Records excerpted from a collection
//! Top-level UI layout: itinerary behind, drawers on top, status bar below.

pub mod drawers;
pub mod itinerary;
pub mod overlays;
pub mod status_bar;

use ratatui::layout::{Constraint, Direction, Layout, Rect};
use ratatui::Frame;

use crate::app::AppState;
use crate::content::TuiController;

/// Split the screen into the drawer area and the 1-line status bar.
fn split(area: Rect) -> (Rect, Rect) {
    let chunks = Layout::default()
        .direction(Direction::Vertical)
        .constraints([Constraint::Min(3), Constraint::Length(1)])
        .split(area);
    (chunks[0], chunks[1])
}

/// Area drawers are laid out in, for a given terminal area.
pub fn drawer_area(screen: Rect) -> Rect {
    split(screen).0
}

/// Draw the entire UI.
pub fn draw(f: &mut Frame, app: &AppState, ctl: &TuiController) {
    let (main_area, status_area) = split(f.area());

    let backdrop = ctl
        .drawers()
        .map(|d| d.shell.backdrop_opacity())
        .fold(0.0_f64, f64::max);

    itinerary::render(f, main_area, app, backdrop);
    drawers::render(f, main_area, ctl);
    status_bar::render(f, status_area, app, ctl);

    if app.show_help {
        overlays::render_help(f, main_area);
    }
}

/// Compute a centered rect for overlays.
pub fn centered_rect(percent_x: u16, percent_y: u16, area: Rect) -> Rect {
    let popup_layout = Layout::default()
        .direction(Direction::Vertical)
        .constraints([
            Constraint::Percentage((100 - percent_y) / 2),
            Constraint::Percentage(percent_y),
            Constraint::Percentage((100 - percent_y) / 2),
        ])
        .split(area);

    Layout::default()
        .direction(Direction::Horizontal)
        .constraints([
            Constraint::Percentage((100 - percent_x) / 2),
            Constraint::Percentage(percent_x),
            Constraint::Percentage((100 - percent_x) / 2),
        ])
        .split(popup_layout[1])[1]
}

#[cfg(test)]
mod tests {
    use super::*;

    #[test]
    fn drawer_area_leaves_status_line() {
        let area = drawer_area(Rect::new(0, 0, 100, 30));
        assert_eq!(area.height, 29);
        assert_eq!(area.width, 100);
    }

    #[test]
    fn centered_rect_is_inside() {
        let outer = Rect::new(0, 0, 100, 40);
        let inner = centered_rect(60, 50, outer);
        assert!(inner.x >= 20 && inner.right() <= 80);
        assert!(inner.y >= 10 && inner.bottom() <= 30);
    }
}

*AIM OF THE EXERCISE*
Check each line of the records for the string "TuiController" and copy those that have it.

*OUTPUT FOR THIS TASK*
use crate::content::TuiController;
pub fn draw(f: &mut Frame, app: &AppState, ctl: &TuiController) {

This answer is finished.